TASK OBJECTIVE:
Given the listing below, write out exactly the lines starting with the line that has "(start, start + 360.)" and going on through the line that has "extension, if recognised.", both kept.

RECORDS SHOWN:

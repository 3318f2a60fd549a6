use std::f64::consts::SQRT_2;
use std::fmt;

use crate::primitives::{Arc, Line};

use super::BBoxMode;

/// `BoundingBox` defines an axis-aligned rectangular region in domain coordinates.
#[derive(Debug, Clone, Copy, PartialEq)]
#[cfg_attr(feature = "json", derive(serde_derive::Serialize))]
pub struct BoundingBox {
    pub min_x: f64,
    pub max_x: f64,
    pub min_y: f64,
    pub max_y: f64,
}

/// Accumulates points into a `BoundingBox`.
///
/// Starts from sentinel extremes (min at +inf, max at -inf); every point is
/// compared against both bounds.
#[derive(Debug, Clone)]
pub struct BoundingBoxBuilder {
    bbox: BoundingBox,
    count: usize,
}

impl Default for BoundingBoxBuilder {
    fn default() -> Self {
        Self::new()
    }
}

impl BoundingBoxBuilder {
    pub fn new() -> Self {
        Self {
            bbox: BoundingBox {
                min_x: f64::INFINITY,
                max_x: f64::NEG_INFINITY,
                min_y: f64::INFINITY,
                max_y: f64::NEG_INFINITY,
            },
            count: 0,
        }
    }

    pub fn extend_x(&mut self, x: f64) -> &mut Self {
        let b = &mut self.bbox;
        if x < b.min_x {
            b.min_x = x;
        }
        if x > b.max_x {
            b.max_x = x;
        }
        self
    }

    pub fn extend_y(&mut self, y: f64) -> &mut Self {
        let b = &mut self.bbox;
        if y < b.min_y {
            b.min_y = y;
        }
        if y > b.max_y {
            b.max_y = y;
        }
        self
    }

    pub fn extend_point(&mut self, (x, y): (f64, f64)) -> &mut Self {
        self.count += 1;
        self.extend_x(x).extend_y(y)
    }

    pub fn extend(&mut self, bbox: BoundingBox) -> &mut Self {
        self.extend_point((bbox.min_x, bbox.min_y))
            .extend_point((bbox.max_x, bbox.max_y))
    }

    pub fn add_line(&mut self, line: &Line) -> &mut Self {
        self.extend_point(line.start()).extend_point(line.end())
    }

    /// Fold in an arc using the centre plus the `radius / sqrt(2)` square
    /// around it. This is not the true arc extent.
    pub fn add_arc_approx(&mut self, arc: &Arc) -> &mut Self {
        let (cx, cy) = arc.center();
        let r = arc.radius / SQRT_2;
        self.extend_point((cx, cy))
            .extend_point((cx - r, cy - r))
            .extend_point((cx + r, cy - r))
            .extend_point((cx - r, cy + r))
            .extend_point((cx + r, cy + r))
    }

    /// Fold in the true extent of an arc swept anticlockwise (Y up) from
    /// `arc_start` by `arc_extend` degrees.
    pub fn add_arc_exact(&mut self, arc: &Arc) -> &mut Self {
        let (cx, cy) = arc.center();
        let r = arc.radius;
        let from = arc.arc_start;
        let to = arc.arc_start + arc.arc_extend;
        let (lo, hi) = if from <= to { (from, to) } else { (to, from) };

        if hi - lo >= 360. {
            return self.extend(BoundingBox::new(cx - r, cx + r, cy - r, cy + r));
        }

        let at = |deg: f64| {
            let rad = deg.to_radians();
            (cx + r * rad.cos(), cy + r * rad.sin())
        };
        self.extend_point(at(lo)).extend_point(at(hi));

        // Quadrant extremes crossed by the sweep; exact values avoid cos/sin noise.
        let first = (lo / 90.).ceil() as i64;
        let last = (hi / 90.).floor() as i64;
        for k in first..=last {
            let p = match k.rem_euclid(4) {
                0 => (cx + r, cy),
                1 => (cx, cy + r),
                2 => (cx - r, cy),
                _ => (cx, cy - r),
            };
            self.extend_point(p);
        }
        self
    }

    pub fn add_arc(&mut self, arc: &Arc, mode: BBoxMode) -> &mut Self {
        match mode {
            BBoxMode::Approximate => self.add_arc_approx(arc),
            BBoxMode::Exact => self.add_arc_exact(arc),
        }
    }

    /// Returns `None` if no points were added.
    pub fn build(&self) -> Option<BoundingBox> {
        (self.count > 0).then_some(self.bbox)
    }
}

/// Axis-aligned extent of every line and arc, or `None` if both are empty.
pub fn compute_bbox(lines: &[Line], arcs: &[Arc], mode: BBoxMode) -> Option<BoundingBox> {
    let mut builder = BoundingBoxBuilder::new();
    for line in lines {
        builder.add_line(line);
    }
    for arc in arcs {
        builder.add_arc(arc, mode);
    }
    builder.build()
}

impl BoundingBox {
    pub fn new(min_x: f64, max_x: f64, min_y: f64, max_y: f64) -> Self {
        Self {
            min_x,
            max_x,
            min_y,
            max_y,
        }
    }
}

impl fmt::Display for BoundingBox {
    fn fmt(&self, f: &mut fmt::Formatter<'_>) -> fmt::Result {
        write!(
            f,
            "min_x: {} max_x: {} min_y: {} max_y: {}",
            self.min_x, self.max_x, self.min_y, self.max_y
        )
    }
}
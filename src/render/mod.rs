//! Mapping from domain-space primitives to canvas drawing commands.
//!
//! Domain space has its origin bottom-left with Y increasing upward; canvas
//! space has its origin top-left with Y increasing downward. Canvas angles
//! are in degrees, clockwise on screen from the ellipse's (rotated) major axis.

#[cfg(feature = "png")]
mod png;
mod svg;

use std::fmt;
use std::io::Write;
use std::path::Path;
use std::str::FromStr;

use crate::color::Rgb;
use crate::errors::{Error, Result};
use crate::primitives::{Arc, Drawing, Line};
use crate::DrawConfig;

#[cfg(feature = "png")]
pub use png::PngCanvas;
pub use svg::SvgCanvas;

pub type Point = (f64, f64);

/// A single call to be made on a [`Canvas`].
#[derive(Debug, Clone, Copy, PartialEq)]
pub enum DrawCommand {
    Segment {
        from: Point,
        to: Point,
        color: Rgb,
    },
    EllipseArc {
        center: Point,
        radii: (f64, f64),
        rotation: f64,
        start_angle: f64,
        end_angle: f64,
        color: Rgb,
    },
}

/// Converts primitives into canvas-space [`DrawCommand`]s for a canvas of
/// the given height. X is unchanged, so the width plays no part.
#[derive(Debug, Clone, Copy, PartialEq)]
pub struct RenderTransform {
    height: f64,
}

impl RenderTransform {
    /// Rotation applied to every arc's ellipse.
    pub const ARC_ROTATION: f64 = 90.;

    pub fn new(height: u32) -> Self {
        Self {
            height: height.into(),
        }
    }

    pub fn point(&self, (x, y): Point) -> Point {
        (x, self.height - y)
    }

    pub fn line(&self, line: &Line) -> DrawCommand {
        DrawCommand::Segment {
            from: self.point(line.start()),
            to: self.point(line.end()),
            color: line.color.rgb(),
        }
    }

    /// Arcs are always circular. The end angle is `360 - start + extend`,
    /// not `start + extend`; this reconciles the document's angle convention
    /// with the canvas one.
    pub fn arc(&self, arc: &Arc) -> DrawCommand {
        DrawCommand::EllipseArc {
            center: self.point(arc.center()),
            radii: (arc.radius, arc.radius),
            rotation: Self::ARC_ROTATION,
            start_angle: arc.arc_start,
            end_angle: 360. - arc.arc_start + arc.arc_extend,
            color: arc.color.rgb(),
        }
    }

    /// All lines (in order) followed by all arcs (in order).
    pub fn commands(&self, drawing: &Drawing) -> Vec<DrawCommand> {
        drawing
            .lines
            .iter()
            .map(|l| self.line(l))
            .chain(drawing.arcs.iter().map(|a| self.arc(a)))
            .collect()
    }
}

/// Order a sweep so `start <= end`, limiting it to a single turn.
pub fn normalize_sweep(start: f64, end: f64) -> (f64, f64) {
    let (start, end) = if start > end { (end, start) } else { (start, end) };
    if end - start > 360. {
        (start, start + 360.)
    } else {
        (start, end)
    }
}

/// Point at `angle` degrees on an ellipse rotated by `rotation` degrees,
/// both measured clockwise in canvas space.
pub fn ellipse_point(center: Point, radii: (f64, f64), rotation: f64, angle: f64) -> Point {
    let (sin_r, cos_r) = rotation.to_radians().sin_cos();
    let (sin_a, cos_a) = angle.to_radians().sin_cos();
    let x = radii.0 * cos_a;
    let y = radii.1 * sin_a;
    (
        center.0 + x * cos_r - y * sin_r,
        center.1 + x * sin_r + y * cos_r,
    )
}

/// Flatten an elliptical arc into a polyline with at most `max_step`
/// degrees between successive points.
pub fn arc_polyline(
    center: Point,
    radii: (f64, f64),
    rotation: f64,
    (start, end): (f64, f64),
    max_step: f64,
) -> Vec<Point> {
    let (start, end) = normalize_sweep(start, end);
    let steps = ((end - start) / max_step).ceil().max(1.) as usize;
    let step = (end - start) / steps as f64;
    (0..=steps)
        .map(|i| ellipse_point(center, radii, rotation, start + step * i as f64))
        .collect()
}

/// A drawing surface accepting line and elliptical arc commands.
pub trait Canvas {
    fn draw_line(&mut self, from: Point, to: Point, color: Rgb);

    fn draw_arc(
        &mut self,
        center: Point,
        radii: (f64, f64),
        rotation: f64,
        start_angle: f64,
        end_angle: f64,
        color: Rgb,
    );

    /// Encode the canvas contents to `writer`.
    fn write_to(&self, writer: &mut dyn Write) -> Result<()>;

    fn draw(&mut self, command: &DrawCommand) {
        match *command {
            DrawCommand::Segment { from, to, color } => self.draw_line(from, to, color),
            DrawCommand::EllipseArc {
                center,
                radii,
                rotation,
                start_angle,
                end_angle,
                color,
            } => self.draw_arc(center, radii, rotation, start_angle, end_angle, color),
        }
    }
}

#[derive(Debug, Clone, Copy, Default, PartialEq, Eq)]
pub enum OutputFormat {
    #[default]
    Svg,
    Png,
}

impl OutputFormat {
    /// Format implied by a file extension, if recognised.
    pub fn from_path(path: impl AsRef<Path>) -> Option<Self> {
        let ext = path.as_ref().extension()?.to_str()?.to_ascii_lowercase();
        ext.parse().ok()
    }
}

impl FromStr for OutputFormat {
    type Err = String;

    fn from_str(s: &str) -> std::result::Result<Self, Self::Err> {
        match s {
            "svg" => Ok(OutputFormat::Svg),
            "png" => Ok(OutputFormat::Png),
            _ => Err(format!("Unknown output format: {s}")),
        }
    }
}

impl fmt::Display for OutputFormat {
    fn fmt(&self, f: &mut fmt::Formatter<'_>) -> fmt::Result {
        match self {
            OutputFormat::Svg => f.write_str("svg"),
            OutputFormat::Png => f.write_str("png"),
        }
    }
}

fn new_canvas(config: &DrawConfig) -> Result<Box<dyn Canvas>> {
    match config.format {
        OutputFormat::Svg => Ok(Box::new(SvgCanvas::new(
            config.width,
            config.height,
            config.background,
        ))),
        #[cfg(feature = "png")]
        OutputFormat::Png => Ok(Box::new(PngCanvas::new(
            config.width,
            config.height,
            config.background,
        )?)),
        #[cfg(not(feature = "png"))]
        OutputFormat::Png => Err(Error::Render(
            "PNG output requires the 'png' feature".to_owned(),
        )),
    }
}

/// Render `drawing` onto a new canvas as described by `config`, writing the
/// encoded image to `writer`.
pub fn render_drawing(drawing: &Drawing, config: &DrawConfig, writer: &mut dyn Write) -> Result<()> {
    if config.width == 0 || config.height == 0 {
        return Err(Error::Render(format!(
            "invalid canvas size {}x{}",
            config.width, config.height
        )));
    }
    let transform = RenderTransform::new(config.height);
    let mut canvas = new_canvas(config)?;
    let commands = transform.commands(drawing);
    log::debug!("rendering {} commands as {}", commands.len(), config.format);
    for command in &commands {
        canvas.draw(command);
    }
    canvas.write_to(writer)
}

TASK SOLUTION:
        (start, start + 360.)
    } else {
        (start, end)
    }
}

/// Point at `angle` degrees on an ellipse rotated by `rotation` degrees,
/// both measured clockwise in canvas space.
pub fn ellipse_point(center: Point, radii: (f64, f64), rotation: f64, angle: f64) -> Point {
    let (sin_r, cos_r) = rotation.to_radians().sin_cos();
    let (sin_a, cos_a) = angle.to_radians().sin_cos();
    let x = radii.0 * cos_a;
    let y = radii.1 * sin_a;
    (
        center.0 + x * cos_r - y * sin_r,
        center.1 + x * sin_r + y * cos_r,
    )
}

/// Flatten an elliptical arc into a polyline with at most `max_step`
/// degrees between successive points.
pub fn arc_polyline(
    center: Point,
    radii: (f64, f64),
    rotation: f64,
    (start, end): (f64, f64),
    max_step: f64,
) -> Vec<Point> {
    let (start, end) = normalize_sweep(start, end);
    let steps = ((end - start) / max_step).ceil().max(1.) as usize;
    let step = (end - start) / steps as f64;
    (0..=steps)
        .map(|i| ellipse_point(center, radii, rotation, start + step * i as f64))
        .collect()
}

/// A drawing surface accepting line and elliptical arc commands.
pub trait Canvas {
    fn draw_line(&mut self, from: Point, to: Point, color: Rgb);

    fn draw_arc(
        &mut self,
        center: Point,
        radii: (f64, f64),
        rotation: f64,
        start_angle: f64,
        end_angle: f64,
        color: Rgb,
    );

    /// Encode the canvas contents to `writer`.
    fn write_to(&self, writer: &mut dyn Write) -> Result<()>;

    fn draw(&mut self, command: &DrawCommand) {
        match *command {
            DrawCommand::Segment { from, to, color } => self.draw_line(from, to, color),
            DrawCommand::EllipseArc {
                center,
                radii,
                rotation,
                start_angle,
                end_angle,
                color,
            } => self.draw_arc(center, radii, rotation, start_angle, end_angle, color),
        }
    }
}

#[derive(Debug, Clone, Copy, Default, PartialEq, Eq)]
pub enum OutputFormat {
    #[default]
    Svg,
    Png,
}

impl OutputFormat {
    /// Format implied by a file extension, if recognised.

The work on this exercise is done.